Ah, koltuk! Uzun günün ardından bize eşlik eden ve dizi maratonlarımızda yanımızda bulunan o sadık arkadaş.
Fakat, bu rahat arkadaşın kalbine karşı gizlice bir komplo kuruyor olabileceğini biliyor muydun? Evet, duyduğun gibi.
Yeni bir çalışma, sandalyeye veya koltuğa yapışık kalmanın çok fazla zaman harcamanın, iç motorumuzun yaşlanmasını hızlandırabileceğini ortaya koyuyor, hatta ara sıra hareket etme lüksünü kendimize tanısak bile.

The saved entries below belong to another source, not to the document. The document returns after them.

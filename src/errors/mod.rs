//! Errores del binario de servicio.

use fanout_core::{FanoutError, StoreError, TransportError};
use fanout_persistence::PersistenceError;
use thiserror::Error;

#[derive(Debug, Error)]
pub enum AppError {
    #[error("configuration error: {0}")]
    Config(String),
    #[error(transparent)]
    Persistence(#[from] PersistenceError),
    #[error(transparent)]
    Store(#[from] StoreError),
    #[error(transparent)]
    Transport(#[from] TransportError),
    #[error(transparent)]
    Fanout(#[from] FanoutError),
    #[error("background task failed: {0}")]
    Task(String),
}

#[cfg(test)]
mod tests {
    use super::*;

    #[test]
    fn config_variant_format() {
        let err = AppError::Config("MESSAGE_SHARD_SIZE=x".into());
        assert_eq!(err.to_string(), "configuration error: MESSAGE_SHARD_SIZE=x");
    }

    #[test]
    fn wrapped_errors_are_transparent() {
        let err: AppError = StoreError::Unavailable("pool".into()).into();
        assert_eq!(err.to_string(), "store unavailable: pool");
        let err: AppError = FanoutError::UnknownTenant("t9".into()).into();
        assert_eq!(err.to_string(), "unknown tenant: t9");
    }
}
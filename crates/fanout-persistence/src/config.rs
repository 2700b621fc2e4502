//! Configuración de conexión desde variables de entorno (`DATABASE_URL` y
//! tamaños opcionales del pool). El `.env` se carga una sola vez.

use std::env;

use dotenvy::dotenv;
use once_cell::sync::Lazy;

use crate::error::PersistenceError;

static DOTENV_LOADED: Lazy<()> = Lazy::new(|| {
    let _ = dotenv(); // ignora error si no existe .env
});

#[derive(Debug, Clone)]
pub struct DbConfig {
    pub url: String,
    pub min_connections: u32,
    pub max_connections: u32,
}

impl DbConfig {
    pub fn from_env() -> Result<Self, PersistenceError> {
        Lazy::force(&DOTENV_LOADED);
        let url = env::var("DATABASE_URL").map_err(|_| PersistenceError::Config("DATABASE_URL is not set".into()))?;
        let min_connections = parse_or("DATABASE_MIN_CONNECTIONS", 2);
        let max_connections = parse_or("DATABASE_MAX_CONNECTIONS", 16);
        Ok(Self { url, min_connections, max_connections })
    }
}

fn parse_or(key: &str, default: u32) -> u32 {
    env::var(key).ok().and_then(|v| v.parse().ok()).unwrap_or(default)
}

/// Fuerza la carga temprana de `.env` desde binarios.
pub fn init_dotenv() {
    Lazy::force(&DOTENV_LOADED);
}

Oturmanın tehlikeli cazibesi
Araştırmaya göre, günde önerilen 20 dakika egzersiz yapmak, oturmanın olumsuz etkilerini dengelemek için yeterli değil. Ama bir dakika!
Panikleme aşamasına geçmeden önce, her şey kaybedilmiş değil. Bu keşfin arkasındaki ekibin lideri Chandra Reynolds, işten sonra hızlı bir yürüyüşün hareketsizliğin zararlarına karşı bir panasea olmadığını hatırlatıyor. Görünüşe göre kalbimizi gerçekten korumak için daha yoğun bir şeye ihtiyacımız var.
Bilim ne diyor?
Araştırmacılar, 28 ile 49 yaşları arasındaki genç yetişkinlerden oluşan bir gruba odaklanarak Colorado'daki binin üzerinde sakini analiz ettiler. Ekibin bir parçası olan Ryan Bruellman, gençlerin genellikle yaşlanmanın etkilerinden uzak olduklarını düşündüklerini vurguladı.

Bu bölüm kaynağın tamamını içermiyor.